- [WORK ITEM]: Every entry below needs to be repeated exactly.

- [RAW DATA]:
+--

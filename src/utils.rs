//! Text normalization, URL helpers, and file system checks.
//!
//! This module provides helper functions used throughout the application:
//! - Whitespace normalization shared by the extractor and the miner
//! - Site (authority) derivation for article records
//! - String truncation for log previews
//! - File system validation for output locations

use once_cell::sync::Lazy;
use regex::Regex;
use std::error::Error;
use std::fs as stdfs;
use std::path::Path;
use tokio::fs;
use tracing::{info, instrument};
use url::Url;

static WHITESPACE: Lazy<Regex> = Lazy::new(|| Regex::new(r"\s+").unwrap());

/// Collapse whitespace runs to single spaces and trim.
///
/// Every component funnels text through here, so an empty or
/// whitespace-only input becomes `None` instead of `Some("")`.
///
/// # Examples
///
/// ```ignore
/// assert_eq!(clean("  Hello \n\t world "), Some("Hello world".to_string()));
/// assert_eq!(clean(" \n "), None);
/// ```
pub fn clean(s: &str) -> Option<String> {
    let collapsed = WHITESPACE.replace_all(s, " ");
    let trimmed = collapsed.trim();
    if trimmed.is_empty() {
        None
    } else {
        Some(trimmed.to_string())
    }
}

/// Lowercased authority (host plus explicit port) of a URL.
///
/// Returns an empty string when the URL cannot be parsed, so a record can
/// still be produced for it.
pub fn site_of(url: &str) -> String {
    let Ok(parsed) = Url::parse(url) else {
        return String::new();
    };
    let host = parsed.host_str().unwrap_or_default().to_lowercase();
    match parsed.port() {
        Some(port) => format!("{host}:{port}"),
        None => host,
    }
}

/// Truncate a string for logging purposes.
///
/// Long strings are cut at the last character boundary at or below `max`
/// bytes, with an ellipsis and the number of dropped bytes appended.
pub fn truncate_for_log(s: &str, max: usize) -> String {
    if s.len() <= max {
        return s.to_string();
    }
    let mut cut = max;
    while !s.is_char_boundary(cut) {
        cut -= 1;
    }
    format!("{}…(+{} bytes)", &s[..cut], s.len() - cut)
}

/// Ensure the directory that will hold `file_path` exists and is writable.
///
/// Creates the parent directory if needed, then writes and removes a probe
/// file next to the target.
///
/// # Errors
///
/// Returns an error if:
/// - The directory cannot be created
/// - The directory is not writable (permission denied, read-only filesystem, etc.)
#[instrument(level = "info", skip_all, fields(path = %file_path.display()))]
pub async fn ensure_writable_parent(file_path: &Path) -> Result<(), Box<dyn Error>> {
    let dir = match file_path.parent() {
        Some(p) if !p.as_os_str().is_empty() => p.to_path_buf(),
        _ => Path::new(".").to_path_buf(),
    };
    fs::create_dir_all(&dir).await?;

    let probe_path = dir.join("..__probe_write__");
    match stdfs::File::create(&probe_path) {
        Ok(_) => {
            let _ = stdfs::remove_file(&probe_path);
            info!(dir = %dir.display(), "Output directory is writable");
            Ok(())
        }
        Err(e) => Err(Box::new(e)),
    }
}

+--

- [ANSWER BELOW]:
filename src/utils.rs
//! Text normalization, URL helpers, and file system checks.
//!
//! This module provides helper functions used throughout the application:
//! - Whitespace normalization shared by the extractor and the miner
//! - Site (authority) derivation for article records
//! - String truncation for log previews
//! - File system validation for output locations

use once_cell::sync::Lazy;
use regex::Regex;
use std::error::Error;
use std::fs as stdfs;
use std::path::Path;
use tokio::fs;
use tracing::{info, instrument};
use url::Url;

static WHITESPACE: Lazy<Regex> = Lazy::new(|| Regex::new(r"\s+").unwrap());

/// Collapse whitespace runs to single spaces and trim.
///
/// Every component funnels text through here, so an empty or
/// whitespace-only input becomes `None` instead of `Some("")`.
///
/// # Examples
///
/// ```ignore
/// assert_eq!(clean("  Hello \n\t world "), Some("Hello world".to_string()));
/// assert_eq!(clean(" \n "), None);
/// ```
pub fn clean(s: &str) -> Option<String> {
    let collapsed = WHITESPACE.replace_all(s, " ");
    let trimmed = collapsed.trim();
    if trimmed.is_empty() {
        None
    } else {
        Some(trimmed.to_string())
    }
}

/// Lowercased authority (host plus explicit port) of a URL.
///
/// Returns an empty string when the URL cannot be parsed, so a record can
/// still be produced for it.
pub fn site_of(url: &str) -> String {
    let Ok(parsed) = Url::parse(url) else {
        return String::new();
    };
    let host = parsed.host_str().unwrap_or_default().to_lowercase();
    match parsed.port() {
        Some(port) => format!("{host}:{port}"),
        None => host,
    }
}

/// Truncate a string for logging purposes.
///
/// Long strings are cut at the last character boundary at or below `max`
/// bytes, with an ellipsis and the number of dropped bytes appended.
pub fn truncate_for_log(s: &str, max: usize) -> String {
    if s.len() <= max {
        return s.to_string();
    }
    let mut cut = max;
    while !s.is_char_boundary(cut) {
        cut -= 1;
    }
    format!("{}…(+{} bytes)", &s[..cut], s.len() - cut)
}

/// Ensure the directory that will hold `file_path` exists and is writable.
///
/// Creates the parent directory if needed, then writes and removes a probe
/// file next to the target.
///
/// # Errors
///
/// Returns an error if:
/// - The directory cannot be created
/// - The directory is not writable (permission denied, read-only filesystem, etc.)
#[instrument(level = "info", skip_all, fields(path = %file_path.display()))]
pub async fn ensure_writable_parent(file_path: &Path) -> Result<(), Box<dyn Error>> {
    let dir = match file_path.parent() {
        Some(p) if !p.as_os_str().is_empty() => p.to_path_buf(),
        _ => Path::new(".").to_path_buf(),
    };
    fs::create_dir_all(&dir).await?;

    let probe_path = dir.join("..__probe_write__");
    match stdfs::File::create(&probe_path) {
        Ok(_) => {
            let _ = stdfs::remove_file(&probe_path);
            info!(dir = %dir.display(), "Output directory is writable");
            Ok(())
        }
        Err(e) => Err(Box::new(e)),
    }
}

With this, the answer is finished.